Suppose that the answer to the UNSTABILITY instance is “yes.” That is, \({\mathscr {G}}\) is not stable, i.e., by Theorem 1, \({\mathscr {G}}\) is not weak and \({\mathscr {V}}({\mathscr {W}}) \le \#\Omega \). Then it is immediate that \({\mathscr {G}}'\) is not weak, and the relation (4) implies \({\mathscr {V}}({\mathscr {W'}}) \le \#\Omega '\). Thus \({\mathscr {G}}'\) is not stable, i.e., the answer to the QUOTAq-UNSTABILITY instance is “yes.” Next, suppose that the answer to the QUOTAq-UNSTABILITY instance is “yes.” Then similarly to the above case, we have that the answer to the UNSTABILITY instance is “yes.”

Second, we show QUOTAq-UNSTABILITY \(\in \mathbf{NP}\). This is immediate from QUOTAq-UNSTABILITY\(\le _p\)UNSTABILITY, and UNSTABILITY \(\in \mathbf{NP}\) by Lemma 2. Therefore, we conclude that the problem is NP-complete. \(\square \)

4 Related studies

Remark 2

Many works examine those computational problems which arise in various models of coalitional games when preferences are given. For example, some studies consider the problem of determining whether the core is nonempty, or whether a given outcome is in the core (e.g., Conitzer and Sandholm 2006, Kumabe and Mihara 2008b). The present work should be carefully distinguished from this type of research. Our problems ask to determine whether a given game is such that the core is nonempty for every combination of preferences, not a given combination of preferences.

Remark 3

Bartholdi et al. (1991) is related to our work. Whereas our interest is in simple games, a general model, they study spatial voting games, a more specific model. They show that it is an NP-complete problem to check the unstability of q-weighted majority voting games. This class of voting games is a subclass of simple games. However, the NP-hardness of UNSTABILITY, one of our results, is not immediate from their result because their games have a different representation: In their problem of the unstability of q-weighted majority voting games, the instance of the problem is a list of weights assigned to individuals and the quota q.

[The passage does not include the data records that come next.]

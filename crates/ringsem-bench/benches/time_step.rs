//! Criterion benchmarks for one Newmark step of a prepared worker.

use criterion::{black_box, criterion_group, criterion_main, Criterion};
use ringsem_bench::{heterogeneous_profile, prepared, reference_profile};

fn bench_step_elastic(c: &mut Criterion) {
    let mut newmark = prepared(&reference_profile(8, 9)).newmark;

    // Warm up: the first step touches every workspace once.
    newmark.advance().unwrap();

    c.bench_function("step_elastic_8x7", |b| {
        b.iter(|| {
            let more = newmark.advance().unwrap();
            black_box(more);
        });
    });
}

fn bench_step_heterogeneous(c: &mut Criterion) {
    let mut newmark = prepared(&heterogeneous_profile(8, 9)).newmark;
    newmark.advance().unwrap();

    c.bench_function("step_3d_attenuating_8x7", |b| {
        b.iter(|| {
            let more = newmark.advance().unwrap();
            black_box(more);
        });
    });
}

fn bench_step_wide_rings(c: &mut Criterion) {
    let mut newmark = prepared(&reference_profile(8, 33)).newmark;
    newmark.advance().unwrap();

    c.bench_function("step_elastic_nr33", |b| {
        b.iter(|| {
            let more = newmark.advance().unwrap();
            black_box(more);
        });
    });
}

criterion_group!(
    benches,
    bench_step_elastic,
    bench_step_heterogeneous,
    bench_step_wide_rings
);
criterion_main!(benches);
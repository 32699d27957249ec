//! Reference model providers.
//!
//! [`LayeredModel`] is a stack of homogeneous shells, each split into a
//! number of radial element rows. It stands in for an external mesh
//! file in tests, benches and small runs.

use ringsem_core::{ExodusModel, Material, NrField};

/// One homogeneous shell.
#[derive(Clone, Debug, PartialEq)]
pub struct Layer {
    /// Inner radius in metres.
    pub r_bottom: f64,
    /// Outer radius in metres.
    pub r_top: f64,
    /// Radial element rows across the shell.
    pub rows: usize,
    /// Material of the shell.
    pub material: Material,
}

/// Stack of homogeneous shells, innermost first.
#[derive(Clone, Debug, PartialEq)]
pub struct LayeredModel {
    name: String,
    layers: Vec<Layer>,
    nodes: Vec<f64>,
    row_layer: Vec<usize>,
    theta_elements: usize,
}

impl LayeredModel {
    /// Model over the given shells with `theta_elements` elements along
    /// colatitude.
    ///
    /// The radial nodes are the shell boundaries subdivided evenly.
    /// Inconsistent shells (gaps, overlaps, empty rows) are passed
    /// through and rejected when the mesh is built.
    pub fn new(name: impl Into<String>, layers: Vec<Layer>, theta_elements: usize) -> Self {
        let mut nodes = Vec::new();
        let mut row_layer = Vec::new();
        for (i, layer) in layers.iter().enumerate() {
            if nodes.is_empty() {
                nodes.push(layer.r_bottom);
            }
            for k in 1..=layer.rows {
                let f = k as f64 / layer.rows as f64;
                nodes.push(layer.r_bottom + f * (layer.r_top - layer.r_bottom));
                row_layer.push(i);
            }
        }
        Self {
            name: name.into(),
            layers,
            nodes,
            row_layer,
            theta_elements,
        }
    }

    /// Single homogeneous shell.
    pub fn homogeneous(
        r_bottom: f64,
        r_top: f64,
        rows: usize,
        theta_elements: usize,
        material: Material,
    ) -> Self {
        Self::new(
            "homogeneous",
            vec![Layer {
                r_bottom,
                r_top,
                rows,
                material,
            }],
            theta_elements,
        )
    }

    /// The shells.
    pub fn layers(&self) -> &[Layer] {
        &self.layers
    }
}

impl ExodusModel for LayeredModel {
    fn radial_nodes(&self) -> &[f64] {
        &self.nodes
    }

    fn theta_elements(&self) -> usize {
        self.theta_elements
    }

    fn material(&self, row: usize, _r: f64) -> Material {
        let layer = self
            .row_layer
            .get(row)
            .or(self.row_layer.last())
            .copied()
            .unwrap_or(0);
        self.layers[layer].material
    }

    fn name(&self) -> &str {
        &self.name
    }
}

/// The same ring size everywhere.
#[derive(Clone, Copy, Debug, PartialEq, Eq)]
pub struct UniformNrField {
    nr: usize,
}

impl UniformNrField {
    /// Field of constant `nr`.
    pub fn new(nr: usize) -> Self {
        Self { nr }
    }
}

impl NrField for UniformNrField {
    fn nr(&self, _r: f64, _theta: f64) -> usize {
        self.nr
    }
}

#[cfg(test)]
mod tests {
    use super::*;

    fn rock() -> Material {
        Material {
            vp: 6000.0,
            vs: 3500.0,
            rho: 2700.0,
            q_kappa: 57823.0,
            q_mu: 600.0,
        }
    }

    fn water() -> Material {
        Material {
            vp: 1500.0,
            vs: 0.0,
            rho: 1000.0,
            q_kappa: 57823.0,
            q_mu: 0.0,
        }
    }

    #[test]
    fn nodes_subdivide_layers() {
        let model = LayeredModel::new(
            "two",
            vec![
                Layer {
                    r_bottom: 100.0,
                    r_top: 200.0,
                    rows: 2,
                    material: water(),
                },
                Layer {
                    r_bottom: 200.0,
                    r_top: 260.0,
                    rows: 3,
                    material: rock(),
                },
            ],
            8,
        );
        let nodes = model.radial_nodes();
        assert_eq!(nodes.len(), 6);
        assert_eq!(nodes[0], 100.0);
        assert_eq!(nodes[2], 200.0);
        assert!((nodes[3] - 220.0).abs() < 1e-12);
        assert_eq!(model.outer_radius(), 260.0);
        assert!(model.material(1, 150.0).is_fluid());
        assert!(!model.material(2, 210.0).is_fluid());
        assert_eq!(model.theta_elements(), 8);
    }

    #[test]
    fn homogeneous_shell() {
        let model = LayeredModel::homogeneous(1.0, 2.0, 4, 6, rock());
        assert_eq!(model.radial_nodes().len(), 5);
        assert_eq!(model.material(3, 1.9), rock());
        assert_eq!(UniformNrField::new(5).nr(1.5, 0.3), 5);
    }
}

The size of these data grows only in linear order as the number of individuals gets larger. On the other hand, in our problem UNSTABILITY, the instance is the list of winning coalitions, which grows exponentially.

Remark 4

One may object that the simple game is too simple a representation of power distribution. The “effectivity function,” which is a generalization of the simple game, is a more elaborate expression of power distribution. The computational complexity of determining the unstability of effectivity functions was proved to be NP-complete by Mizutani et al. (1993) and Boros and Gurvich (2000). Similarly to the case in Remark 3, effectivity functions have a different representation from simple games thus their result has no direct relations to ours.